The helper’s Samaritan-ness is important for the point about who stops and who doesn’t: it’s of no importance for identifying what that “love” means.
It doesn’t mean an emotion. It doesn’t refer to the way you feel, but only to what you do. If we temporarily ban this word “love” it may help us understand parts of the Bible better. I like “being-there-for”, but one could think of other terms. We are told to be there for God, entirely: with our heart, our breath or soul, and our intelligence. We are told to be there for our neighbour – and it’s explained to us that in this case our “neighbour” is anyone we run into by accident who is in clear need, a need we can do something about. And why? Because it grows out of being there for God. We love God because He first loved us, and goes on doing so. But He also loves the Anyone we run into and who’s in trouble; and He needs us to put His love into practice.
The Samaritan didn’t go out looking for attack victims. He was on a business trip, and interrupted it briefly to do a good deed in a naughty world. Then he went on with his business trip.
“Being-there-for” also helps us clarify the “as thyself”. If it’s about “loving”, well, many of us are not that crazy about ourselves. But in a pinch we will act on our survival instinct and look after ourselves. That’s what we’re asked to do for others, when the occasion arises: be there for the bloke, do what you can to help out, don’t make a fuss about it.
Micah puts it very well: “With what shall I come before the Lord and bow down before the exalted God? Shall I come before him with burnt offerings, with calves a year old? Will the Lord be pleased with thousands of rams, with ten thousand rivers of oil? Shall I offer my firstborn for my transgression, the fruit of my body for the sin of my soul? He has showed you, O man, what is good. And what does the Lord require of you? To act justly and to love mercy and to walk humbly with your God.” There it is. Not complicated. Not emotional. Just do it.

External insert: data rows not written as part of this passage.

//! Checklist state store.
//!
//! One [`Checklist`] instance owns the section data it was mounted with and
//! the set of checked item keys. The UI binds each checkbox to
//! [`Checklist::is_checked`] and mutates state only through
//! [`Checklist::toggle`]; progress and Markdown export are pure read-side
//! views over the same pair.
//!
//! ```text
//! Checklist
//!   ├── sections: Vec<ChecklistSection>   (immutable after construction)
//!   └── checked: HashSet<ItemKey>         (the sole mutable state)
//! ```
//!
//! # Data drift
//!
//! Toggling a key whose item does not exist in the current section data is
//! accepted and stored, but such stale keys are excluded from
//! [`Checklist::checked_count`], [`Checklist::progress`], and the Markdown
//! export. A checklist whose underlying content is edited between renders
//! degrades gracefully instead of crashing an in-progress session; stale
//! keys disappear for good when the page remounts with fresh section data.

mod markdown;
mod progress;

pub use progress::{percentage, Progress};

use std::collections::HashSet;

use crate::error::{Result, TicklistError};
use crate::key::ItemKey;
use crate::model::ChecklistSection;

/// Interactive state for one mounted checklist.
///
/// Created when a guide page mounts the engine with its section data and
/// discarded when the page unmounts - there is no cross-session persistence.
///
/// # Example
///
/// ```
/// use ticklist::{Checklist, ChecklistItem, ChecklistSection};
///
/// let sections = vec![ChecklistSection::new("s1", "Setup", "🔧")
///     .with_item(ChecklistItem::new("Install the CLI"))
///     .with_item(ChecklistItem::new("Authenticate"))];
///
/// let mut checklist = Checklist::new(sections).unwrap();
/// checklist.toggle("s1", 0);
///
/// assert!(checklist.is_checked("s1", 0));
/// assert_eq!(checklist.checked_count(), 1);
/// assert_eq!(checklist.percentage(), 50);
/// ```
#[derive(Debug, Clone)]
pub struct Checklist {
    /// Section data supplied by the caller, never mutated by the engine
    sections: Vec<ChecklistSection>,
    /// Keys currently marked checked
    checked: HashSet<ItemKey>,
}

impl Checklist {
    /// Create a checklist over the given sections with nothing checked.
    ///
    /// # Errors
    ///
    /// Returns [`TicklistError::DuplicateSection`] if two sections share an
    /// id. Duplicate ids would make item keys collide across sections, so
    /// this is rejected at construction rather than detected as corrupted
    /// progress later.
    pub fn new(sections: Vec<ChecklistSection>) -> Result<Self> {
        {
            let mut seen = HashSet::new();
            for section in &sections {
                if !seen.insert(section.id.as_str()) {
                    return Err(TicklistError::duplicate_section(&section.id));
                }
            }
        }

        Ok(Self {
            sections,
            checked: HashSet::new(),
        })
    }

    /// Create a checklist from a JSON array of sections.
    ///
    /// Guide checklists are declarative content; this accepts them in the
    /// same shape the model types serialize to.
    ///
    /// # Errors
    ///
    /// Returns a JSON error for malformed input, or
    /// [`TicklistError::DuplicateSection`] on the same contract violation as
    /// [`Checklist::new`].
    ///
    /// # Example
    ///
    /// ```
    /// use ticklist::Checklist;
    ///
    /// let checklist = Checklist::from_json(
    ///     r#"[{"id": "s1", "name": "Setup", "icon": "🔧",
    ///          "items": [{"label": "Install the CLI"}]}]"#,
    /// )
    /// .unwrap();
    /// assert_eq!(checklist.total_count(), 1);
    /// ```
    pub fn from_json(json: &str) -> Result<Self> {
        let sections: Vec<ChecklistSection> = serde_json::from_str(json)?;
        Self::new(sections)
    }

    /// Get the section data this checklist was mounted with.
    #[must_use]
    pub fn sections(&self) -> &[ChecklistSection] {
        &self.sections
    }

    // ========================================================================
    // Mutation
    // ========================================================================

    /// Flip the checked state of the item at (section id, index).
    ///
    /// Toggling twice returns the store to its prior state.
    pub fn toggle(&mut self, section_id: &str, index: usize) {
        self.toggle_key(ItemKey::new(section_id, index));
    }

    /// Flip the checked state of the item addressed by `key`.
    ///
    /// Keys with no matching item are accepted and stored (data-drift
    /// tolerance) but never counted or rendered; see the module docs.
    pub fn toggle_key(&mut self, key: ItemKey) {
        if self.checked.remove(&key) {
            tracing::trace!("Item {} unchecked", key);
        } else {
            tracing::trace!("Item {} checked", key);
            self.checked.insert(key);
        }
    }

    /// Clear every checked item in one atomic transition.
    ///
    /// Backs the "deselect all" affordance. This is a single set clear, not
    /// a sequence of toggles, so no intermediate state is ever observable.
    pub fn reset(&mut self) {
        tracing::debug!("Checklist reset, {} keys cleared", self.checked.len());
        self.checked.clear();
    }

    // ========================================================================
    // Queries
    // ========================================================================

    /// Check whether the item at (section id, index) is checked.
    #[must_use]
    pub fn is_checked(&self, section_id: &str, index: usize) -> bool {
        self.is_checked_key(&ItemKey::new(section_id, index))
    }

    /// Check whether the item addressed by `key` is checked.
    #[must_use]
    pub fn is_checked_key(&self, key: &ItemKey) -> bool {
        self.checked.contains(key)
    }

    /// Number of checked items that exist in the current section data.
    ///
    /// Stale keys left over from removed items are not counted, so this is
    /// always at most [`Checklist::total_count`].
    #[must_use]
    pub fn checked_count(&self) -> usize {
        self.checked
            .iter()
            .filter(|key| self.contains_item(key))
            .count()
    }

    /// Total number of items across all sections, computed fresh from the
    /// section data on every call.
    #[must_use]
    pub fn total_count(&self) -> usize {
        self.sections.iter().map(|s| s.items.len()).sum()
    }

    /// Completion percentage in `[0, 100]`, rounded to the nearest integer
    /// with ties rounding up.
    ///
    /// The progress bar and the numeric label must both come from here so
    /// the two can never disagree.
    #[must_use]
    pub fn percentage(&self) -> u8 {
        percentage(self.checked_count(), self.total_count())
    }

    /// Snapshot of checked count, total count, and percentage for UI binding.
    #[must_use]
    pub fn progress(&self) -> Progress {
        Progress::new(self.checked_count(), self.total_count())
    }

    /// Whether an item for `key` exists in the current section data.
    fn contains_item(&self, key: &ItemKey) -> bool {
        self.sections
            .iter()
            .any(|s| s.id == key.section() && key.index() < s.items.len())
    }
}

#[cfg(test)]
mod tests {
    use super::*;
    use crate::model::ChecklistItem;

    fn setup_sections() -> Vec<ChecklistSection> {
        vec![
            ChecklistSection::new("auth", "Authentication", "🔐")
                .with_item(ChecklistItem::new("Enable MFA"))
                .with_item(ChecklistItem::new("Rotate keys")),
            ChecklistSection::new("deploy", "Deployment", "🚀")
                .with_item(ChecklistItem::new("Tag the release"))
                .with_item(ChecklistItem::new("Watch the canary"))
                .with_item(ChecklistItem::new("Announce")),
        ]
    }

    // ========================================================================
    // Construction Tests
    // ========================================================================

    #[test]
    fn test_new_starts_empty() {
        let checklist = Checklist::new(setup_sections()).unwrap();
        assert_eq!(checklist.checked_count(), 0);
        assert_eq!(checklist.total_count(), 5);
        assert_eq!(checklist.percentage(), 0);
    }

    #[test]
    fn test_new_rejects_duplicate_section_ids() {
        let sections = vec![
            ChecklistSection::new("s1", "First", "📋"),
            ChecklistSection::new("s1", "Second", "📋"),
        ];
        let result = Checklist::new(sections);
        assert!(matches!(
            result,
            Err(TicklistError::DuplicateSection { id }) if id == "s1"
        ));
    }

    #[test]
    fn test_new_accepts_empty_sections() {
        let checklist = Checklist::new(Vec::new()).unwrap();
        assert_eq!(checklist.total_count(), 0);
        assert_eq!(checklist.percentage(), 0);
    }

    #[test]
    fn test_from_json() {
        let json = r#"[
            {"id": "s1", "name": "Setup", "icon": "🔧",
             "items": [{"label": "A"}, {"label": "B"}]}
        ]"#;
        let checklist = Checklist::from_json(json).unwrap();
        assert_eq!(checklist.total_count(), 2);
        assert_eq!(checklist.sections()[0].name, "Setup");
    }

    #[test]
    fn test_from_json_malformed() {
        let result = Checklist::from_json("[{");
        assert!(matches!(result, Err(TicklistError::Json(_))));
    }

    #[test]
    fn test_from_json_duplicate_ids() {
        let json = r#"[
            {"id": "s1", "name": "A", "icon": "x", "items": []},
            {"id": "s1", "name": "B", "icon": "x", "items": []}
        ]"#;
        let result = Checklist::from_json(json);
        assert!(matches!(
            result,
            Err(TicklistError::DuplicateSection { .. })
        ));
    }

    // ========================================================================
    // Toggle Tests
    // ========================================================================

    #[test]
    fn test_toggle_checks_and_unchecks() {
        let mut checklist = Checklist::new(setup_sections()).unwrap();

        checklist.toggle("auth", 0);
        assert!(checklist.is_checked("auth", 0));
        assert!(!checklist.is_checked("auth", 1));

        checklist.toggle("auth", 0);
        assert!(!checklist.is_checked("auth", 0));
    }

    #[test]
    fn test_toggle_is_self_inverse() {
        let mut checklist = Checklist::new(setup_sections()).unwrap();
        checklist.toggle("auth", 1);
        checklist.toggle("deploy", 2);
        let before = checklist.checked_count();

        checklist.toggle("deploy", 0);
        checklist.toggle("deploy", 0);

        assert_eq!(checklist.checked_count(), before);
        assert!(checklist.is_checked("auth", 1));
        assert!(checklist.is_checked("deploy", 2));
        assert!(!checklist.is_checked("deploy", 0));
    }

    #[test]
    fn test_toggle_same_index_different_sections() {
        let mut checklist = Checklist::new(setup_sections()).unwrap();
        checklist.toggle("auth", 0);

        // Index 0 of the other section is a different key
        assert!(!checklist.is_checked("deploy", 0));
        assert_eq!(checklist.checked_count(), 1);
    }

    #[test]
    fn test_toggle_key_matches_positional_toggle() {
        let mut checklist = Checklist::new(setup_sections()).unwrap();
        checklist.toggle_key(ItemKey::new("deploy", 1));
        assert!(checklist.is_checked("deploy", 1));
    }

    // ========================================================================
    // Stale Key Tests
    // ========================================================================

    #[test]
    fn test_stale_keys_stored_but_not_counted() {
        let mut checklist = Checklist::new(setup_sections()).unwrap();

        checklist.toggle("ghost", 0); // no such section
        checklist.toggle("auth", 99); // index past the end

        assert!(checklist.is_checked("ghost", 0));
        assert!(checklist.is_checked("auth", 99));
        assert_eq!(checklist.checked_count(), 0);
        assert_eq!(checklist.percentage(), 0);
    }

    #[test]
    fn test_stale_keys_mix_with_valid_keys() {
        let mut checklist = Checklist::new(setup_sections()).unwrap();

        checklist.toggle("auth", 0);
        checklist.toggle("ghost", 3);

        assert_eq!(checklist.checked_count(), 1);
        assert_eq!(checklist.total_count(), 5);
        assert_eq!(checklist.percentage(), 20);
    }

    #[test]
    fn test_stale_key_toggle_still_self_inverse() {
        let mut checklist = Checklist::new(setup_sections()).unwrap();
        checklist.toggle("ghost", 0);
        checklist.toggle("ghost", 0);
        assert!(!checklist.is_checked("ghost", 0));
    }

    // ========================================================================
    // Count and Reset Tests
    // ========================================================================

    #[test]
    fn test_counts_across_sections() {
        let mut checklist = Checklist::new(setup_sections()).unwrap();
        checklist.toggle("auth", 0);
        checklist.toggle("deploy", 1);

        assert_eq!(checklist.checked_count(), 2);
        assert_eq!(checklist.total_count(), 5);
        assert_eq!(checklist.percentage(), 40);
    }

    #[test]
    fn test_reset_clears_everything() {
        let mut checklist = Checklist::new(setup_sections()).unwrap();
        checklist.toggle("auth", 0);
        checklist.toggle("auth", 1);
        checklist.toggle("deploy", 0);
        checklist.toggle("ghost", 0);

        checklist.reset();

        assert_eq!(checklist.checked_count(), 0);
        assert_eq!(checklist.percentage(), 0);
        assert!(!checklist.is_checked("auth", 0));
        assert!(!checklist.is_checked("ghost", 0));
    }

    #[test]
    fn test_progress_snapshot_agrees_with_percentage() {
        let mut checklist = Checklist::new(setup_sections()).unwrap();
        checklist.toggle("deploy", 0);

        let progress = checklist.progress();
        assert_eq!(progress.checked, 1);
        assert_eq!(progress.total, 5);
        assert_eq!(progress.percent, checklist.percentage());
    }
}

The image, of course, is Rembrandt's. Who else? A pen and brush drawing of the Good Samaritan, done in 1644.

2 comments:

  1. (I tried posting a comment but the computer simply erased it--I think. I was describing a recent episode in which I fainted at the curb after leaving a restaurant, feeling faint, and a small crowd gathered around with inquiries, a cold compress, water, and phoning New York City's emergency number; fainting was no great pleasure, but the warm aid from strangers was wonderful.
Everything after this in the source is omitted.